Collected data entries:
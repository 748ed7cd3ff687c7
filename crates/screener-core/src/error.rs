use thiserror::Error;

/// Error taxonomy for the screening pipeline. Per-ticker kinds are caught at
/// phase boundaries and downgraded to warnings; only config, reporter and
/// state-write errors abort a run.
#[derive(Error, Debug)]
pub enum ScreenError {
    #[error("invalid config: {0}")]
    ConfigInvalid(String),

    #[error("rate limited: {0}")]
    RateLimited(String),

    #[error("transport error: {0}")]
    Transport(String),

    #[error("not found: {0}")]
    NotFound(String),

    #[error("insufficient data: {0}")]
    InsufficientData(String),

    #[error("model artifact missing: {0}")]
    ArtifactMissing(String),

    #[error("sentiment analyzer unavailable: {0}")]
    AnalyzerUnavailable(String),

    #[error("regime fit failed: {0}")]
    RegimeFitFailed(String),

    #[error("corrupt cache entry: {0}")]
    CacheCorrupt(String),

    #[error("report generation failed: {0}")]
    ReporterFailed(String),

    #[error("state write failed: {0}")]
    StateWriteFailed(String),

    #[error("cancelled")]
    Cancelled,

    #[error("IO error: {0}")]
    Io(#[from] std::io::Error),

    #[error("serialization error: {0}")]
    Serialization(#[from] serde_json::Error),
}

impl ScreenError {
    /// True for the error kinds that must abort the whole run.
    pub fn is_fatal(&self) -> bool {
        matches!(
            self,
            ScreenError::ConfigInvalid(_)
                | ScreenError::ReporterFailed(_)
                | ScreenError::StateWriteFailed(_)
        )
    }
}

pub type ScreenResult<T> = Result<T, ScreenError>;
//! HTTP client for the external news-sentiment service. Any failure maps to
//! `AnalyzerUnavailable`; the predictor then falls back to the market gap
//! prediction, so this client performs no retries.

use async_trait::async_trait;
use screener_core::{NewsAnalyzer, NewsSentiment, ScreenError, ScreenResult, SentimentLabel};
use serde::Deserialize;
use std::time::Duration;

pub struct HttpNewsAnalyzer {
    client: reqwest::Client,
    base_url: String,
}

impl HttpNewsAnalyzer {
    pub fn new(base_url: impl Into<String>, timeout: Duration) -> Self {
        let client = reqwest::Client::builder()
            .timeout(timeout)
            .build()
            .unwrap_or_else(|_| reqwest::Client::new());

        Self {
            client,
            base_url: base_url.into(),
        }
    }

    /// Build from `SENTIMENT_API_URL`, or `None` when the service is not
    /// configured.
    pub fn from_env() -> Option<Self> {
        let url = std::env::var("SENTIMENT_API_URL").ok().filter(|s| !s.is_empty())?;
        Some(Self::new(url, Duration::from_secs(10)))
    }
}

#[derive(Debug, Deserialize)]
struct SentimentResponse {
    label: String,
    confidence: f64,
    #[serde(default)]
    article_count: usize,
}

#[async_trait]
impl NewsAnalyzer for HttpNewsAnalyzer {
    async fn sentiment(&self, ticker: &str) -> ScreenResult<NewsSentiment> {
        let response = self
            .client
            .get(format!("{}/sentiment/{}", self.base_url, ticker))
            .send()
            .await
            .map_err(|e| ScreenError::AnalyzerUnavailable(e.to_string()))?;

        if !response.status().is_success() {
            return Err(ScreenError::AnalyzerUnavailable(format!(
                "HTTP {}",
                response.status()
            )));
        }

        let body: SentimentResponse = response
            .json()
            .await
            .map_err(|e| ScreenError::AnalyzerUnavailable(e.to_string()))?;

        let label = match body.label.to_lowercase().as_str() {
            "positive" | "bullish" => SentimentLabel::Positive,
            "negative" | "bearish" => SentimentLabel::Negative,
            _ => SentimentLabel::Neutral,
        };

        Ok(NewsSentiment {
            label,
            confidence: body.confidence.clamp(0.0, 1.0),
            article_count: body.article_count,
        })
    }
}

= Task requirements =
Lines containing the word "derive" in the entries above should be counted, and only that number given.

= Task answer =
2